TO DO
Make a word-for-word copy of the entries below from their first line through the line with "a literal pattern.", and add nothing.

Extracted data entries
%%
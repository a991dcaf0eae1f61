//! Delta-table literal searching over bidirectional inputs.

use crate::cursor::{self, Direction};
use crate::indexing::TextInput;
use crate::matchers;
use crate::util::DebugCheckIndex;
use std::cmp;

/// Jump tables for scanning one orientation of a literal pattern.
#[derive(Debug, Clone)]
struct DeltaTables {
    /// The pattern codes in scan order, pre-folded when matching is
    /// case-insensitive.
    pat: Vec<u8>,

    /// delta1[c] is the distance from the rightmost occurrence of code c to
    /// the end of the pattern, or the pattern length when c never occurs.
    delta1: [u32; 256],

    /// delta2[j] is the good-suffix shift for a mismatch at pattern index j.
    /// Always at least 1.
    delta2: Vec<u32>,
}

impl DeltaTables {
    fn new(pat: Vec<u8>, icase: bool) -> DeltaTables {
        let len = pat.len();
        debug_assert!(len > 0, "Empty literal pattern");
        let mut delta1 = [len as u32; 256];
        for (idx, &c) in pat.iter().enumerate() {
            let dist = (len - 1 - idx) as u32;
            delta1[c as usize] = dist;
            if icase {
                // Codes arrive unfolded from the input, so both cases of a
                // letter carry the same entry.
                delta1[c.to_ascii_uppercase() as usize] = dist;
            }
        }
        let delta2 = if icase {
            // With folding there is no reliable good-suffix information;
            // degrade to unit shifts and let delta1 drive the scan.
            vec![1; len]
        } else {
            Self::good_suffix(&pat)
        };
        DeltaTables { pat, delta1, delta2 }
    }

    /// Build the strong good-suffix table via the border construction.
    fn good_suffix(pat: &[u8]) -> Vec<u32> {
        let len = pat.len();
        let mut shift = vec![0usize; len + 1];
        let mut border = vec![0usize; len + 1];

        let mut i = len;
        let mut j = len + 1;
        border[i] = j;
        while i > 0 {
            while j <= len && pat[i - 1] != pat[j - 1] {
                if shift[j] == 0 {
                    shift[j] = j - i;
                }
                j = border[j];
            }
            i -= 1;
            j -= 1;
            border[i] = j;
        }

        let mut j = border[0];
        for i in 0..=len {
            if shift[i] == 0 {
                shift[i] = j;
            }
            if i == j {
                j = border[j];
            }
        }

        // A mismatch at pattern index j consults shift[j + 1].
        (1..=len).map(|idx| shift[idx] as u32).collect()
    }
}

/// A literal-text searcher carrying delta tables for both scan directions.
/// Backward scans run the reversed pattern's tables over a mirrored walk.
#[derive(Debug, Clone)]
pub struct ExactMatcher {
    fwd: DeltaTables,
    rev: DeltaTables,
    icase: bool,
}

impl ExactMatcher {
    pub fn new(body: &str, icase: bool) -> ExactMatcher {
        let mut pat: Vec<u8> = body.bytes().collect();
        if icase {
            for c in pat.iter_mut() {
                *c = matchers::fold(*c);
            }
        }
        let mut rpat = pat.clone();
        rpat.reverse();
        ExactMatcher {
            fwd: DeltaTables::new(pat, icase),
            rev: DeltaTables::new(rpat, icase),
            icase,
        }
    }

    /// Find the \p count-th non-overlapping occurrence, scanning from
    /// \p start in direction \p dir.
    /// \return the occurrence's span, ordered (left, right), or None.
    pub fn scan<Input: TextInput, Dir: Direction>(
        &self,
        input: &Input,
        dir: Dir,
        start: Input::Position,
        count: usize,
    ) -> Option<(Input::Position, Input::Position)> {
        debug_assert!(count > 0, "Occurrence count must be positive");
        let mut pos = start;
        let mut found = None;
        for _ in 0..count {
            let span = self.scan_one(input, dir, pos)?;
            pos = if Dir::FORWARD { span.1 } else { span.0 };
            found = Some(span);
        }
        found
    }

    fn scan_one<Input: TextInput, Dir: Direction>(
        &self,
        input: &Input,
        dir: Dir,
        start: Input::Position,
    ) -> Option<(Input::Position, Input::Position)> {
        let tables = if Dir::FORWARD { &self.fwd } else { &self.rev };
        let pat = &tables.pat;
        let len = pat.len();

        if Dir::FORWARD && len == 1 && !self.icase {
            // Single exact code: defer to the input's byte finder.
            let left = input.find_byte_right(start, *pat.iat(0))?;
            let mut right = left;
            input.next_right(&mut right);
            return Some((left, right));
        }

        let mut wpos = start;
        loop {
            // Far end of the candidate window, in the scan direction.
            let mut far = wpos;
            if !cursor::try_advance(input, dir, &mut far, len) {
                return None;
            }

            // Compare from the far end back toward the window start.
            let mut cur = far;
            let mut j = len;
            let mismatch = loop {
                if j == 0 {
                    break None;
                }
                let c = match cursor::next_back(input, dir, &mut cur) {
                    Some(c) => c,
                    None => rs_unreachable!("Window extent was just verified"),
                };
                let fc = if self.icase { matchers::fold(c) } else { c };
                if fc != *pat.iat(j - 1) {
                    break Some((j - 1, c));
                }
                j -= 1;
            };

            let (jidx, bad) = match mismatch {
                None => {
                    return Some(if Dir::FORWARD { (wpos, far) } else { (far, wpos) });
                }
                Some(m) => m,
            };

            // Window shift: the larger of the bad-code jump, converted from a
            // far-end distance to a start distance, and the good-suffix jump.
            let tail = len - 1 - jidx;
            let d1 = tables.delta1[bad as usize] as usize;
            let d2 = *tables.delta2.iat(jidx) as usize;
            let shift = cmp::max(cmp::max(d1.saturating_sub(tail), d2), 1);
            if !cursor::try_advance(input, dir, &mut wpos, shift) {
                return None;
            }
        }
    }
}

#[cfg(test)]
mod tests {
    use super::*;
    use crate::cursor::{Backward, Forward};
    use crate::indexing::{BufInput, BufPos, StrInput};

    fn fwd(pattern: &str, text: &str) -> Option<(usize, usize)> {
        let m = ExactMatcher::new(pattern, false);
        m.scan(&StrInput::new(text), Forward, 0, 1)
    }

    #[test]
    fn forward_leftmost() {
        assert_eq!(fwd("abc", "xxabcxxabc"), Some((2, 5)));
        assert_eq!(fwd("abc", "abc"), Some((0, 3)));
        assert_eq!(fwd("abc", "ab"), None);
        assert_eq!(fwd("abc", ""), None);
        assert_eq!(fwd("a", "xya"), Some((2, 3)));
    }

    #[test]
    fn repeated_suffixes() {
        // Exercises the good-suffix shift.
        assert_eq!(fwd("abab", "aabaabab"), Some((4, 8)));
        assert_eq!(fwd("aaa", "abaabaaa"), Some((5, 8)));
    }

    #[test]
    fn backward_rightmost() {
        let m = ExactMatcher::new("abc", false);
        let input = StrInput::new("xxabcxxabcx");
        let end = input.right_end();
        assert_eq!(m.scan(&input, Backward, end, 1), Some((7, 10)));
        assert_eq!(m.scan(&input, Backward, end, 2), Some((2, 5)));
        assert_eq!(m.scan(&input, Backward, end, 3), None);
    }

    #[test]
    fn backward_respects_start() {
        let m = ExactMatcher::new("ab", false);
        let input = StrInput::new("ababab");
        // Starting mid-string only sees what lies to the left.
        assert_eq!(m.scan(&input, Backward, 3, 1), Some((0, 2)));
    }

    #[test]
    fn count_th_occurrence() {
        let m = ExactMatcher::new("aa", false);
        let input = StrInput::new("aaaa");
        // Non-overlapping: the second occurrence starts where the first ends.
        assert_eq!(m.scan(&input, Forward, 0, 1), Some((0, 2)));
        assert_eq!(m.scan(&input, Forward, 0, 2), Some((2, 4)));
        assert_eq!(m.scan(&input, Forward, 0, 3), None);
    }

    #[test]
    fn case_insensitive() {
        let m = ExactMatcher::new("AbC", true);
        let input = StrInput::new("xaBcx");
        assert_eq!(m.scan(&input, Forward, 0, 1), Some((1, 4)));
        let exact = ExactMatcher::new("AbC", false);
        assert_eq!(exact.scan(&input, Forward, 0, 1), None);
    }

    #[test]
    fn spans_buffer_lines() {
        let lines = vec!["one two", "three"];
        let input = BufInput::new(&lines);
        let m = ExactMatcher::new("two\nthree", false);
        let got = m.scan(&input, Forward, input.left_end(), 1);
        assert_eq!(got, Some((BufPos::new(0, 4), BufPos::new(1, 5))));
    }
}
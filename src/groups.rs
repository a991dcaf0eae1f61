//! Capture group bookkeeping and retention of matched text.

use crate::indexing::PositionType;

/// Recorded edges for one capture group during a match attempt.
/// The start is always the left edge and the end the right edge, regardless
/// of scan direction.
#[derive(Debug, Copy, Clone, PartialEq, Eq)]
pub struct GroupData<P: PositionType> {
    pub start: Option<P>,
    pub end: Option<P>,
}

impl<P: PositionType> GroupData<P> {
    pub fn new() -> GroupData<P> {
        GroupData {
            start: None,
            end: None,
        }
    }

    /// \return the span if both edges were recorded.
    pub fn as_span(&self) -> Option<(P, P)> {
        match (self.start, self.end) {
            (Some(start), Some(end)) => Some((start, end)),
            _ => None,
        }
    }
}

impl<P: PositionType> Default for GroupData<P> {
    fn default() -> Self {
        GroupData::new()
    }
}

/// The retained text of the most recent successful match, per group.
/// Group 0 is the whole match. Saving a new match overwrites only the groups
/// that participated; other entries keep their former content.
#[derive(Debug, Clone, Default)]
pub struct SavedMatch {
    groups: Vec<Option<Vec<u8>>>,
}

impl SavedMatch {
    /// Record the text of group \p idx.
    pub fn save(&mut self, idx: usize, text: Vec<u8>) {
        if self.groups.len() <= idx {
            self.groups.resize(idx + 1, None);
        }
        self.groups[idx] = Some(text);
    }

    /// \return the retained text of group \p idx, if any.
    pub fn group_text(&self, idx: usize) -> Option<&[u8]> {
        self.groups.get(idx)?.as_deref()
    }

    /// \return the retained text of the whole match, if any.
    pub fn last_match(&self) -> Option<&[u8]> {
        self.group_text(0)
    }

    pub fn clear(&mut self) {
        self.groups.clear();
    }
}
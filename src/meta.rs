//! Compiled meta-elements for a pattern

use crate::api;
use crate::bitset::ClassBits;

/// A group index is u8.
/// Group 0 always denotes the whole match; parenthesized groups start at 1.
pub type GroupID = u8;

/// The maximum number of groups, including group 0.
pub const MAX_GROUPS: usize = 10;

/// A repetition closure attached to a meta-element.
/// `max` is usize::MAX for unbounded closures.
#[derive(Debug, Copy, Clone, PartialEq, Eq)]
pub struct Quant {
    pub min: usize,
    pub max: usize,
    pub greedy: bool,
}

/// The list of meta-element kinds.
#[derive(Debug, Copy, Clone, PartialEq, Eq)]
pub enum MetaKind {
    /// Match the start of a line; emitted by '^'.
    BeginLine,

    /// Match the end of a line; emitted by '$'.
    EndLine,

    /// Match the absolute start of the input; emitted by \A.
    BeginInput,

    /// Match the absolute end of the input; emitted by \z.
    EndInput,

    /// Match the end of the input, or just before a sole trailing newline;
    /// emitted by \Z.
    EndInputAlt,

    /// \b or \B word boundaries.
    WordBoundary { invert: bool },

    /// Match any single code except a line terminator; emitted by '.'.
    AnyChar,

    /// Match a single literal code.
    Literal(u8),

    /// Match the next code against the class bitmap stored at the given index
    /// in the CompiledPattern.
    Class { index: usize, invert: bool },

    /// Enter a capture group.
    GroupBegin(GroupID),

    /// Exit a capture group.
    GroupEnd(GroupID),

    /// The match was successful. Terminates both element lists.
    Goal,
}

impl MetaKind {
    /// \return whether a closure may be attached to this kind.
    /// Anchors and boundaries are zero-width; a closure on them falls back to
    /// literal text, and a closure on a group boundary is a hard error.
    pub fn quantifiable(self) -> bool {
        matches!(
            self,
            MetaKind::AnyChar | MetaKind::Literal(_) | MetaKind::Class { .. }
        )
    }

    /// \return whether this kind consumes a code unit when matched.
    pub fn consuming(self) -> bool {
        self.quantifiable()
    }
}

/// A compiled meta-element: a kind plus an optional closure.
#[derive(Debug, Copy, Clone)]
pub struct Meta {
    pub kind: MetaKind,
    pub quant: Option<Quant>,
}

impl Meta {
    pub fn simple(kind: MetaKind) -> Meta {
        Meta { kind, quant: None }
    }
}

/// A pattern compiled to its matchable forms.
#[derive(Debug, Clone)]
pub struct CompiledPattern {
    /// Forward element list, terminated by Goal.
    pub forward: Vec<Meta>,

    /// Mirrored backward element list, terminated by Goal.
    pub backward: Vec<Meta>,

    /// The class bitmaps, indexed by the value in `MetaKind::Class`.
    pub classes: Vec<ClassBits>,

    /// Whether the pattern contains a true metacharacter. A regex-mode
    /// pattern without one is dispatched to the literal engine.
    pub sregical: bool,

    /// Number of groups, including group 0 (the whole match).
    pub groups: u8,

    /// Options controlling matching.
    pub options: api::Options,
}

/// Mirror a forward element list into its backward form: the element order is
/// reversed and the Goal terminator re-appended. Each element keeps its own
/// closure, so closures stay attached to their atoms. GroupBegin still marks
/// the left edge of its group and GroupEnd the right edge; the backward
/// matcher simply encounters them in the opposite order.
pub fn mirror(forward: &[Meta]) -> Vec<Meta> {
    debug_assert!(
        matches!(forward.last().map(|m| m.kind), Some(MetaKind::Goal)),
        "Forward list should be Goal-terminated"
    );
    let mut backward: Vec<Meta> = forward[..forward.len() - 1].iter().rev().copied().collect();
    backward.push(Meta::simple(MetaKind::Goal));
    backward
}
/*!

# patscan - editor pattern matching over buffers and strings

This crate provides the pattern-matching engine of a text editor's search and
replace commands. A pattern is compiled once and then scanned forward or
backward over a flat string or over a line-oriented buffer, starting from any
position, optionally wrapping around at the end.

Patterns are 8-bit: every character code is a single byte and no Unicode
semantics apply. Plain-text bodies are served by a delta-table (Boyer-Moore
style) search; bodies with metacharacters run a classical backtracking
element matcher.

# Example: test if a string contains a match

```rust
use patscan::Pattern;
let p = Pattern::new(r"\d{4}").unwrap();
let matched = p.find("2020-20-05").is_some();
assert!(matched);
```

# Example: iterating over matches

```rust
use patscan::Pattern;
let p = Pattern::new(r"\w+").unwrap();
let text = "pick up the pieces";
for m in p.find_iter(text) {
    println!("{}", &text[m.range()])
}
// Output: pick
// Output: up
// Output: the
// Output: pieces
```

# Example: using capture groups

Capture groups are available in the `Match` object produced by a successful
match. A capture group is a range of byte indexes into the original string.

```rust
use patscan::Pattern;
let p = Pattern::new(r"(\d{4})").unwrap();
let text = "Today is 2020-20-05";
let m = p.find(text).unwrap();
let group = m.group(1).unwrap();
println!("Year: {}", &text[group]);
// Output: Year: 2020
```

# Example: option suffixes

A pattern specification may end in a colon followed by option letters, the way
an editor's search prompt accepts them. 'i' folds case, 'm' makes ^ and $
match at line separators, 'p' turns off metacharacters, 'e' and 'r' force
exact case and metacharacter interpretation where an application defaults
otherwise.

```rust
use patscan::Pattern;
let p = Pattern::new("readme:i").unwrap();
assert!(p.find("see the README file").is_some());
```

# Example: scanning a buffer

Buffers are sequences of lines without stored terminators; a virtual newline
separates consecutive lines, and positions are line/offset pairs.

```rust
use patscan::{BufPos, Pattern, ScanDirection, WordTable};
let lines = vec!["first line", "second line"];
let p = Pattern::new("second").unwrap();
let word = WordTable::default();
let m = p
    .scan_buffer(&lines, BufPos::new(0, 0), ScanDirection::Forward, 1, &word)
    .unwrap();
assert_eq!(m.start, BufPos::new(1, 0));
```

Buffer scans wrap around: a search started mid-buffer continues from the
opposite end after reaching the boundary, and gives up only upon returning to
its origin.

# Supported syntax

`. * + ? {m} {m,} {m,n} ( ) [ ] ^ $` plus the escapes `\d \D \s \S \w \W \l
\L \b \B \A \z \Z \t \r \n \f`. Quantifiers take a trailing `?` for lazy
matching. There are no alternations, backreferences or lookaround
assertions; a quantifier may not apply to a group.

# Comparison to regex crates

This engine trades generality for the behaviors editors need: bidirectional
scans from arbitrary positions, wrap-around, a configurable word-character
table, and retention of matched text for replacement commands. Matching is
classical backtracking with no linear-time guarantee.

*/

#![warn(clippy::all)]
#![allow(clippy::match_like_matches_macro)]
// Clippy's manual_range_contains suggestion produces worse codegen.
#![allow(clippy::manual_range_contains)]

pub use crate::api::*;
pub use crate::groups::SavedMatch;
pub use crate::history::PatternHistory;
pub use crate::indexing::{BufInput, BufPos, Buffer, StrInput, TextInput};
pub use crate::wordtable::WordTable;

#[macro_use]
mod util;

mod api;
mod backtrack;
mod bitset;
mod bytesearch;
mod classes;
mod compile;
mod cursor;
mod groups;
mod history;
mod indexing;
mod matchers;
mod meta;
mod wordtable;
%%
REPLY
repository a991dcaf0eae1f61
//! Delta-table literal searching over bidirectional inputs.

use crate::cursor::{self, Direction};
use crate::indexing::TextInput;
use crate::matchers;
use crate::util::DebugCheckIndex;
use std::cmp;

/// Jump tables for scanning one orientation of a literal pattern.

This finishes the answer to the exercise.